_To do_
Go through the entries below and work out how many lines include "FilterCompile"; give only that number.
---
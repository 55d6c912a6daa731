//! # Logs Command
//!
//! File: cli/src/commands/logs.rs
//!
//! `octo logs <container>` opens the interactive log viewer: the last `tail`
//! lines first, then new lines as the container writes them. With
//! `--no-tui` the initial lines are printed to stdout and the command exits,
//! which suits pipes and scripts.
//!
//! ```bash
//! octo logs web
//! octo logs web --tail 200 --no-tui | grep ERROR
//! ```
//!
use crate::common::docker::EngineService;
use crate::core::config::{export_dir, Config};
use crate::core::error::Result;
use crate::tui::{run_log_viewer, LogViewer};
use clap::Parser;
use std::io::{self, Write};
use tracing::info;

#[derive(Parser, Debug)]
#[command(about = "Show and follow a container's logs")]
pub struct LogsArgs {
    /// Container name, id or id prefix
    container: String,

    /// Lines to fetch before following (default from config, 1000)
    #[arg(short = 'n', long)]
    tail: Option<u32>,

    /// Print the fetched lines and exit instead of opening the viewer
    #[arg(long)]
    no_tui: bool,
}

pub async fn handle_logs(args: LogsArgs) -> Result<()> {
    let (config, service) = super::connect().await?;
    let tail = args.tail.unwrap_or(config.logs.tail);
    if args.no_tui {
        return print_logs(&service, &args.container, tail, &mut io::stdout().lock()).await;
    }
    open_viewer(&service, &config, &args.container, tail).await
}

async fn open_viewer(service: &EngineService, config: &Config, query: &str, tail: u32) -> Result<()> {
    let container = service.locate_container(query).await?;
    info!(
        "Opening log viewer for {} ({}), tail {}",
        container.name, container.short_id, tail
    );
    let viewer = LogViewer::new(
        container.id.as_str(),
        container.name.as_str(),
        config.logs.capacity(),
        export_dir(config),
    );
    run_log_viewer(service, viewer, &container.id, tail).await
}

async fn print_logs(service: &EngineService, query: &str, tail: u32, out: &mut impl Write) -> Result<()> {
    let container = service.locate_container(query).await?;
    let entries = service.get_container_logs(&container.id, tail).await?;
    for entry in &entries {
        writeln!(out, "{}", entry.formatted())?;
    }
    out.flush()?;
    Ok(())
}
---
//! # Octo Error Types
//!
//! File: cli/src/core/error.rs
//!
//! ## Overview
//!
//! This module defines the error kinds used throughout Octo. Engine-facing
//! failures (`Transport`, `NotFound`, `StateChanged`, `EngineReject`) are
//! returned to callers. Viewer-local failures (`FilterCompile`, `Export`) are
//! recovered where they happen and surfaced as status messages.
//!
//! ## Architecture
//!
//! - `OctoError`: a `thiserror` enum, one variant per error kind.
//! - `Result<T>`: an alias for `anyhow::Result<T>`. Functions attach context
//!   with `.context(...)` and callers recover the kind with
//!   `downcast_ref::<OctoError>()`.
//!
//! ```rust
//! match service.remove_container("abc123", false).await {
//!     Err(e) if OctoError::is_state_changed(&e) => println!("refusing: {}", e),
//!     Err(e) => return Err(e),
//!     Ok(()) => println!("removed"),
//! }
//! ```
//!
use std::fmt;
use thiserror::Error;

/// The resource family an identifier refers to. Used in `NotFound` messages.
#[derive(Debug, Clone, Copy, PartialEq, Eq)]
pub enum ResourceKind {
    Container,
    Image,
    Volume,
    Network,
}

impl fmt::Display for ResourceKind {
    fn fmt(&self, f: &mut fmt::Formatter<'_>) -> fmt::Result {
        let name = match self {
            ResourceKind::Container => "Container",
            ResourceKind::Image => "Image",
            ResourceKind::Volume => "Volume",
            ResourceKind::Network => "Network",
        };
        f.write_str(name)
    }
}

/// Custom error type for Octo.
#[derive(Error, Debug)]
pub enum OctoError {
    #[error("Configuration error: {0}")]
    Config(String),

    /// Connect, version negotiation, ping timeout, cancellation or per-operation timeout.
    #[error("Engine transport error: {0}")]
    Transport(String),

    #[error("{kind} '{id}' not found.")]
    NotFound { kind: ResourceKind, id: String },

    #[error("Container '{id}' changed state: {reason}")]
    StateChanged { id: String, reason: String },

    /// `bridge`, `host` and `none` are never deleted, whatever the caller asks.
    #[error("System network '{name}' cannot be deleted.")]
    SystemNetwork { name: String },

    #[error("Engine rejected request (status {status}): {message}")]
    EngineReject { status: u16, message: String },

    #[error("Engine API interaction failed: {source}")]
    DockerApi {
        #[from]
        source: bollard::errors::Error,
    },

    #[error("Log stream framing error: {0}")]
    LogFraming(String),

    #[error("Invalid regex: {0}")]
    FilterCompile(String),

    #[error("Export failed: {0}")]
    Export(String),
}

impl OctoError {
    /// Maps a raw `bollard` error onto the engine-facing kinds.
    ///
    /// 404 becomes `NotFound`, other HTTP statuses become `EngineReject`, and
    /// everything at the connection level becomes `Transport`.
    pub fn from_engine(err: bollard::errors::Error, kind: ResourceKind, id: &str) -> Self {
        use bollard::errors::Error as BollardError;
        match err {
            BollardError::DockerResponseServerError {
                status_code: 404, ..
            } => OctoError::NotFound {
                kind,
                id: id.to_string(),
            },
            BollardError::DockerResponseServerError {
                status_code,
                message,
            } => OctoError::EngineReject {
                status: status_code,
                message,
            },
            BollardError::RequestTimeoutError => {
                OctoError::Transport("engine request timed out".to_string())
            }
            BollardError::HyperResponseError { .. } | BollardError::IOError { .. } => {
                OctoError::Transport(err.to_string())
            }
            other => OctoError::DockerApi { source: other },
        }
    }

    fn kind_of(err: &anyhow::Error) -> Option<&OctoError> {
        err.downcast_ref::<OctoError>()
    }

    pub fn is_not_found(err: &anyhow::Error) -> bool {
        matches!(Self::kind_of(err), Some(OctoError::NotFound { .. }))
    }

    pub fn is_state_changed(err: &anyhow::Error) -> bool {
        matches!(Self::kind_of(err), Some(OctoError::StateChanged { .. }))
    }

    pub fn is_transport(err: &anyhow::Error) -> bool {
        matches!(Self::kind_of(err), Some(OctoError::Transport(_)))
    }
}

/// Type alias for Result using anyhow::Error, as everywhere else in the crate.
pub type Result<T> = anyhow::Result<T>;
---
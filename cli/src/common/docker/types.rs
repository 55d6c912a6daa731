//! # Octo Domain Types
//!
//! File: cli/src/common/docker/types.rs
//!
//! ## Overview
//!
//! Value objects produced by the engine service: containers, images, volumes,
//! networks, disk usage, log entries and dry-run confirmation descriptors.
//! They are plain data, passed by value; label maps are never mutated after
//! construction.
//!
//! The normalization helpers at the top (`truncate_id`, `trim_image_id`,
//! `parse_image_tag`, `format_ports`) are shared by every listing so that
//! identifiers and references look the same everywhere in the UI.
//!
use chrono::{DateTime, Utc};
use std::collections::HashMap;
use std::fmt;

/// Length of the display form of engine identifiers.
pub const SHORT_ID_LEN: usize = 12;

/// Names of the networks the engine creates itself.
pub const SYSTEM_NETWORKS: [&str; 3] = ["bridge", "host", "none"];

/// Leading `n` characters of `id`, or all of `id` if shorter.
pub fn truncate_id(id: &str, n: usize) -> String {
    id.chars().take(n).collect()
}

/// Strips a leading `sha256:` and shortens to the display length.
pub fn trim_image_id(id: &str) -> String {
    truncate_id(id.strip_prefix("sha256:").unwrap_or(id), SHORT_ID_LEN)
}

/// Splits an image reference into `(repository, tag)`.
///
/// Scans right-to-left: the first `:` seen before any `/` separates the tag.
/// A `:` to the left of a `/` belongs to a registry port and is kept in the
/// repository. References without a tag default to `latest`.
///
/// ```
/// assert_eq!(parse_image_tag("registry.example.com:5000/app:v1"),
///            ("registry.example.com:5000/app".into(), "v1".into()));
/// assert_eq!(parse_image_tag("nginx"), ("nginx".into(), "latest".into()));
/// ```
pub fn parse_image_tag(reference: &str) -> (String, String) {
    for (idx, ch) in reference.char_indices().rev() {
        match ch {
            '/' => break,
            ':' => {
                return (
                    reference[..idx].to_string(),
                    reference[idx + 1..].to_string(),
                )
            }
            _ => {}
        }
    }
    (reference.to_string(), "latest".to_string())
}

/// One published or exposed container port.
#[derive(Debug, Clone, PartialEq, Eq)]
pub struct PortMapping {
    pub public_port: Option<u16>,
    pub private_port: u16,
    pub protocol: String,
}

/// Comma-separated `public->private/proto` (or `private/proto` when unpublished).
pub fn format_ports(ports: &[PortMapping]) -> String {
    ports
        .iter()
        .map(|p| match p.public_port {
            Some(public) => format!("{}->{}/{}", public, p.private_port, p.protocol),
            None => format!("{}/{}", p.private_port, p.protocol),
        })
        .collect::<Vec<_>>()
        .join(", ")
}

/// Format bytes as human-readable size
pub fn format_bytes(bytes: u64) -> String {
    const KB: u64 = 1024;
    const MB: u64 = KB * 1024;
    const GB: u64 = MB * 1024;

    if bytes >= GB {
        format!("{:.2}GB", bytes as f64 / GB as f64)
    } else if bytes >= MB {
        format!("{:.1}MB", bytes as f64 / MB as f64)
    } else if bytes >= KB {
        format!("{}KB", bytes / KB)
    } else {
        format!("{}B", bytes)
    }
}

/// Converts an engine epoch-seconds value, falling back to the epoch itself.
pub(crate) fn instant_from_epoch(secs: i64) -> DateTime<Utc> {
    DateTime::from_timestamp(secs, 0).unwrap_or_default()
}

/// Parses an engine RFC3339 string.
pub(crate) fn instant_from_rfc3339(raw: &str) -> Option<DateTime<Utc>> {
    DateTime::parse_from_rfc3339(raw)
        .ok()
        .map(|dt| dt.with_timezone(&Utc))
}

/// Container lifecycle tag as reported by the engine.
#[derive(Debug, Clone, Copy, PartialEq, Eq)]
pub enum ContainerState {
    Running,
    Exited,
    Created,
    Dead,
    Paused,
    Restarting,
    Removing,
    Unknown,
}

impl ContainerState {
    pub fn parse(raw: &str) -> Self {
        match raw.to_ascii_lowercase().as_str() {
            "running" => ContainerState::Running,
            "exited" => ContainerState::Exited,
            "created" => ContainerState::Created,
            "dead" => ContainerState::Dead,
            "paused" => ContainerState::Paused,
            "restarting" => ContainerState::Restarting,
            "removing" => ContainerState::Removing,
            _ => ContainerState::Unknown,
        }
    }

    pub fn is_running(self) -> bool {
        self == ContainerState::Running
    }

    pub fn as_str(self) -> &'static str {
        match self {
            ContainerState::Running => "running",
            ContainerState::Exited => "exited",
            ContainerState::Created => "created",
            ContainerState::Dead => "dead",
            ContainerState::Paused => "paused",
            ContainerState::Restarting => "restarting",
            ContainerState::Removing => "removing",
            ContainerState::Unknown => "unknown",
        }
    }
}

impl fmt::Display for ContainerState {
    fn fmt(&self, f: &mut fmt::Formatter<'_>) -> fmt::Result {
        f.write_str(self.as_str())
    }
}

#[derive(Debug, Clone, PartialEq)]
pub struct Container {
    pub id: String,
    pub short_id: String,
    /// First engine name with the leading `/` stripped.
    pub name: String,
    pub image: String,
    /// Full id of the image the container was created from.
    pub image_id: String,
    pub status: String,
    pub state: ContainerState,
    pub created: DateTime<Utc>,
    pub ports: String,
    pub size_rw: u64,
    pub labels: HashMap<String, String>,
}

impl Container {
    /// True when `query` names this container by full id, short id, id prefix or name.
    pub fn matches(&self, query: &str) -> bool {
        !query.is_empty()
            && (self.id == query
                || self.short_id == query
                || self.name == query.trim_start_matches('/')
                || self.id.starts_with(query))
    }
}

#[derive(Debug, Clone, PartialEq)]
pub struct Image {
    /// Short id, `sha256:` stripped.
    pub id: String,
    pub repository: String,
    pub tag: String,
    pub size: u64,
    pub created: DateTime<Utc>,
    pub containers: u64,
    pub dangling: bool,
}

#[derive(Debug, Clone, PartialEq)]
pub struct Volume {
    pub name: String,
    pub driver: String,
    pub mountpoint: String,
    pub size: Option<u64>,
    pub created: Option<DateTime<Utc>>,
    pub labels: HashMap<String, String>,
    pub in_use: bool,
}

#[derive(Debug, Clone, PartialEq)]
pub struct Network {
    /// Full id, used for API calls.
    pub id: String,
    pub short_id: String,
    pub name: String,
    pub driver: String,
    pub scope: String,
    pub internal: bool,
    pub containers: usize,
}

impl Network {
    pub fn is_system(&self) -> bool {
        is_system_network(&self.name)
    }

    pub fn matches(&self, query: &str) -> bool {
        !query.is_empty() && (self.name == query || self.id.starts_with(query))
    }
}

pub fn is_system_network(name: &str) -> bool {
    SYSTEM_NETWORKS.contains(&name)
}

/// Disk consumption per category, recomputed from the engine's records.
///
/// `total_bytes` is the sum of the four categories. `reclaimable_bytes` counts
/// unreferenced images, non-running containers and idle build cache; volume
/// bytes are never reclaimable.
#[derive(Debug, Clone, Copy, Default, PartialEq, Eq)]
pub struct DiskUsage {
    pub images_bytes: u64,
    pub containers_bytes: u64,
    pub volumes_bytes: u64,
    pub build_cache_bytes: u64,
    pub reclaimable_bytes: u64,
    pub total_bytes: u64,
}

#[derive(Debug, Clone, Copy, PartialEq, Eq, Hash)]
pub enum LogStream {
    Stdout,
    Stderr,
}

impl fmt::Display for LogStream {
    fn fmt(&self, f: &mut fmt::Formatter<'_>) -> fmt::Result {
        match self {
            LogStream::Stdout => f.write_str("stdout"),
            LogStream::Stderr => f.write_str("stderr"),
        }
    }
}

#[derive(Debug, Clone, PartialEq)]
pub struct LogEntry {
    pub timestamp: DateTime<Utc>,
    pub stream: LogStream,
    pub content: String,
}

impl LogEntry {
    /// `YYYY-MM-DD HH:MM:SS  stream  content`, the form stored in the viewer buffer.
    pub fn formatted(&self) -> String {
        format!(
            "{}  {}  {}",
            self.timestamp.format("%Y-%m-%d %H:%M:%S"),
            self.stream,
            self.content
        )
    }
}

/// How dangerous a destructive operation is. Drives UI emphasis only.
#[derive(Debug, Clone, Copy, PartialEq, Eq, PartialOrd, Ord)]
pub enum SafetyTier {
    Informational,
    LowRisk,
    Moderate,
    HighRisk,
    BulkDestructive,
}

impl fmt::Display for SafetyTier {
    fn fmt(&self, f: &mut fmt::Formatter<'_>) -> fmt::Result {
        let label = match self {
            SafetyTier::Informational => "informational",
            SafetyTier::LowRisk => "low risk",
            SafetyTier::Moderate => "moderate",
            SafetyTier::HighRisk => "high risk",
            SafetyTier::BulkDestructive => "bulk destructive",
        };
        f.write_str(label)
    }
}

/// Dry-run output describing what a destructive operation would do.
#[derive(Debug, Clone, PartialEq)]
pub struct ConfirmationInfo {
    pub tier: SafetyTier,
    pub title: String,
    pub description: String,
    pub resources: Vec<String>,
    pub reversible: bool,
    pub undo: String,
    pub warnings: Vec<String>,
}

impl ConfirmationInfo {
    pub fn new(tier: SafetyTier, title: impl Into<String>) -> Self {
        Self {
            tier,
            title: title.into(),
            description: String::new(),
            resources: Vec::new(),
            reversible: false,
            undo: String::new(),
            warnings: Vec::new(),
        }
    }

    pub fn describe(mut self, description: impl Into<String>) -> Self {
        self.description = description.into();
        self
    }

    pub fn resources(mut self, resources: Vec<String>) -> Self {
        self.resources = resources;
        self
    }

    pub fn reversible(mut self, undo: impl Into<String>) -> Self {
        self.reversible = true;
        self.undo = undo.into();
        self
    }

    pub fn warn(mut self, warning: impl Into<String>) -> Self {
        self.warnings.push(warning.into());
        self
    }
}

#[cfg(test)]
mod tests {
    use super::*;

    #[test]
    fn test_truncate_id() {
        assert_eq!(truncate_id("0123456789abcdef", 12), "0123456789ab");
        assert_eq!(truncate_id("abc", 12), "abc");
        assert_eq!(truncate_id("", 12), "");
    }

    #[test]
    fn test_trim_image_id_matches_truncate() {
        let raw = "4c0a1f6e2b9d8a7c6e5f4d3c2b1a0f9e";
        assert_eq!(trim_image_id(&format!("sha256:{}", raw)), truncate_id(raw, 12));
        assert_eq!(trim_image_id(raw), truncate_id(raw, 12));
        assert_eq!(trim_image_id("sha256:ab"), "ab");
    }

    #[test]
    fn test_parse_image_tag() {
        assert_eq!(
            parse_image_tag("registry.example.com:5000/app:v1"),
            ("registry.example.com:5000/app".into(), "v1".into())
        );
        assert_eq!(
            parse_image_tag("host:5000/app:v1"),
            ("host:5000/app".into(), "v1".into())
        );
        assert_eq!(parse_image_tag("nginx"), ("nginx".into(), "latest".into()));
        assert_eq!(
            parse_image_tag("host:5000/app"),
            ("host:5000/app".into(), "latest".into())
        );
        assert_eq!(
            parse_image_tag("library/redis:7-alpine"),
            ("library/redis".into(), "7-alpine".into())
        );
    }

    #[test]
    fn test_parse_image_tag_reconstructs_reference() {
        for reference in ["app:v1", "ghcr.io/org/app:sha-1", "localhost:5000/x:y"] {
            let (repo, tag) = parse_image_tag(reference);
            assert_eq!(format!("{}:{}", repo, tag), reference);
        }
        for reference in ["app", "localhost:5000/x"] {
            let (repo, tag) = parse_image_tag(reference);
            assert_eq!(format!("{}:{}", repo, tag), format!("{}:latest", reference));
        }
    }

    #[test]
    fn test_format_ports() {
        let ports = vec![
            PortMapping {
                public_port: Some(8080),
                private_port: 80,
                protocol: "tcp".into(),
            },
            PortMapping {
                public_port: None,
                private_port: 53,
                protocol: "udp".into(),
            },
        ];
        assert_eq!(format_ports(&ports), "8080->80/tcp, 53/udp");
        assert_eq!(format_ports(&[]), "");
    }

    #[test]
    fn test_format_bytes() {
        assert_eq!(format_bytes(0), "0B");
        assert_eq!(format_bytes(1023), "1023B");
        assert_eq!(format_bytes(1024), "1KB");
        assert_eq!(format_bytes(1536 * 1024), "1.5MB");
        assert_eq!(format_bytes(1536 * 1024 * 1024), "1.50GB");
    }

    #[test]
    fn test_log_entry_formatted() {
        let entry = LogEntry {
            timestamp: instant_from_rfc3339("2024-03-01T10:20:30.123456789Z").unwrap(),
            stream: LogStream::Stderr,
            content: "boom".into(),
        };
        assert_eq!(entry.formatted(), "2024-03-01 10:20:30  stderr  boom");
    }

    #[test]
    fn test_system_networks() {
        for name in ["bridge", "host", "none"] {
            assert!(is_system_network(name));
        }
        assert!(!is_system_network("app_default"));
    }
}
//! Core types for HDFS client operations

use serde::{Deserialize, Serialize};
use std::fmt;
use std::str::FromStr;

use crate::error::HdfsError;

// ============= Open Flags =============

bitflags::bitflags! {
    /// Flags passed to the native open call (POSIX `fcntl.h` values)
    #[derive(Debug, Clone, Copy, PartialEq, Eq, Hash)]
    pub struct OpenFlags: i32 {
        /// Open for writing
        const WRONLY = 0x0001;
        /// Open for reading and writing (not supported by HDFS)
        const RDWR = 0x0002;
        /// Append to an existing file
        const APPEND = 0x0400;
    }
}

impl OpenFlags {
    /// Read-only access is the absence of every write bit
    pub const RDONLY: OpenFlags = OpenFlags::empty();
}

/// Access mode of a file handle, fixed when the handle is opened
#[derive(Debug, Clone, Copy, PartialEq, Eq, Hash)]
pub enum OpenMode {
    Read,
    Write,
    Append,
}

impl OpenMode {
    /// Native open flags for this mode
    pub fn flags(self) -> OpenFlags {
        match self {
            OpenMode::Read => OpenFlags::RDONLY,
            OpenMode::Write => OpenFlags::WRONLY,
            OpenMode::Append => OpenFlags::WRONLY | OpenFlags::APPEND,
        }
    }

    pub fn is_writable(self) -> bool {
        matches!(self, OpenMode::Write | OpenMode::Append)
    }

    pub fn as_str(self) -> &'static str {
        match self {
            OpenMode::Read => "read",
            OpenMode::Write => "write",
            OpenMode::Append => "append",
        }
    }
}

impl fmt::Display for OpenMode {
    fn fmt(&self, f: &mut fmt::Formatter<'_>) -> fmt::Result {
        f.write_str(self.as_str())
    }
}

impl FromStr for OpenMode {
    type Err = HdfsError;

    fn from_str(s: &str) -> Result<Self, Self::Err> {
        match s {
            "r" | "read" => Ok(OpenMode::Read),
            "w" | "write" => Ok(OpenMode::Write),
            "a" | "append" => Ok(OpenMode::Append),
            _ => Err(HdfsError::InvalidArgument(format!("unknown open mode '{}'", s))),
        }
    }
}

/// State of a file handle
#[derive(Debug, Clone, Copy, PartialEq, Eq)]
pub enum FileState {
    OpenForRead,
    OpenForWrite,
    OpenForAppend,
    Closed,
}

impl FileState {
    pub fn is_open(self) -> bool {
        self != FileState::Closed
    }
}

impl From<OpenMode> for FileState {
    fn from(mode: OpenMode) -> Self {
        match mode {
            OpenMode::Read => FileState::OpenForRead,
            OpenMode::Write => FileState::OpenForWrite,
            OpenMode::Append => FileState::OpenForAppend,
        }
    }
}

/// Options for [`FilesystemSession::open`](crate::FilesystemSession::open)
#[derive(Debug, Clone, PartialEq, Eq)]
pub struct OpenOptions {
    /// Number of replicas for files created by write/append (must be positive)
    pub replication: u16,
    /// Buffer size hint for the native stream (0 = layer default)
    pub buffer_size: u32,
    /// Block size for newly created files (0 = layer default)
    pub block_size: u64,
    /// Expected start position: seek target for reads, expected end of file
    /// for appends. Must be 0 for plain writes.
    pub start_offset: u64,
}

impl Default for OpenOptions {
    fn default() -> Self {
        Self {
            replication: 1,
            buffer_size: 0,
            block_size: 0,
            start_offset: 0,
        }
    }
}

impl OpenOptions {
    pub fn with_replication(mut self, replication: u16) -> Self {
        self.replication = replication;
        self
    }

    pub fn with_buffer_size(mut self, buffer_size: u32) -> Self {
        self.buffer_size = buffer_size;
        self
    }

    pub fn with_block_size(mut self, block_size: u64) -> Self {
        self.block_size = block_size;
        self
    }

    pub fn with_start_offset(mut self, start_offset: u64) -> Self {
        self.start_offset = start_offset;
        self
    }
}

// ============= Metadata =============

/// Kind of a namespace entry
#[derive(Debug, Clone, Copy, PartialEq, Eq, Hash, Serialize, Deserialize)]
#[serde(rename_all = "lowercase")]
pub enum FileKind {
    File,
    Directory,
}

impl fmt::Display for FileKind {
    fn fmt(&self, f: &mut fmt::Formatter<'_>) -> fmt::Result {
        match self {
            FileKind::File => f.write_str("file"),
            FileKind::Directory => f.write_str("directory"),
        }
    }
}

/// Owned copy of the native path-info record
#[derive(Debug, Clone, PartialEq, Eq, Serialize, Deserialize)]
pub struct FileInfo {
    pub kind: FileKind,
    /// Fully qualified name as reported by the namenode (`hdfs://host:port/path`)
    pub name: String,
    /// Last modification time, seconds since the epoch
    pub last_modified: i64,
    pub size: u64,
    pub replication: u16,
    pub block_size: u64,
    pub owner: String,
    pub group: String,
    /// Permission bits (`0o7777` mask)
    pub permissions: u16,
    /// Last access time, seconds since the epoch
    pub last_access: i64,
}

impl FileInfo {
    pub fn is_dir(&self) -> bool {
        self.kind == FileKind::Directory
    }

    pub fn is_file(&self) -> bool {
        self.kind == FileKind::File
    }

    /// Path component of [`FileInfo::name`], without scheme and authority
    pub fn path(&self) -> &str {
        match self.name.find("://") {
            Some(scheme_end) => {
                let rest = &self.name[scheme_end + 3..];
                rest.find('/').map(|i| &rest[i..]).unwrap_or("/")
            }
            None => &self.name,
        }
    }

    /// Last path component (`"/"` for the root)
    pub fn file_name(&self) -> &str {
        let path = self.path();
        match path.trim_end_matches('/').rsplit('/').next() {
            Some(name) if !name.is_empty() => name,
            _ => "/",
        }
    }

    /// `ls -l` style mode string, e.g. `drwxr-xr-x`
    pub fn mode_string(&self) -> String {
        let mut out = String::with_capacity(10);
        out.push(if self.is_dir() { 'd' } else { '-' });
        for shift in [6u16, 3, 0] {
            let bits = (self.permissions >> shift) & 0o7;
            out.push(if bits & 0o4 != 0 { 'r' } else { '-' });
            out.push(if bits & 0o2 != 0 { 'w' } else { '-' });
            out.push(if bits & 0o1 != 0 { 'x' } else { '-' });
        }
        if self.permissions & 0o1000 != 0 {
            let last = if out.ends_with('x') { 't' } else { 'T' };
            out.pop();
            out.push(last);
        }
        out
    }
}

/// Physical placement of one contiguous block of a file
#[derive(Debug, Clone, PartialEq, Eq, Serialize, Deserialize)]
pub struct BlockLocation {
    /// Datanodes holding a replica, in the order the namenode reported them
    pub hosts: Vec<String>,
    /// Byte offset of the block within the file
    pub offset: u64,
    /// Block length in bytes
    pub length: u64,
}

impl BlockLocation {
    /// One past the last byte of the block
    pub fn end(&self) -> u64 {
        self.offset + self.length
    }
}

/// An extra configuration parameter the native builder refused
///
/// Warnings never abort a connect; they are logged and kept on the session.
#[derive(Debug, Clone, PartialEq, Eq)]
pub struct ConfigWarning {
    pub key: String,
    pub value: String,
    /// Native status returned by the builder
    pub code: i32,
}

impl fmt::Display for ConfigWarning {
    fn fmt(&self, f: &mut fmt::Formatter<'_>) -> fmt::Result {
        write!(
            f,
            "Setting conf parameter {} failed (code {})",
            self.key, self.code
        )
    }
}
---
_Reply to the task_
2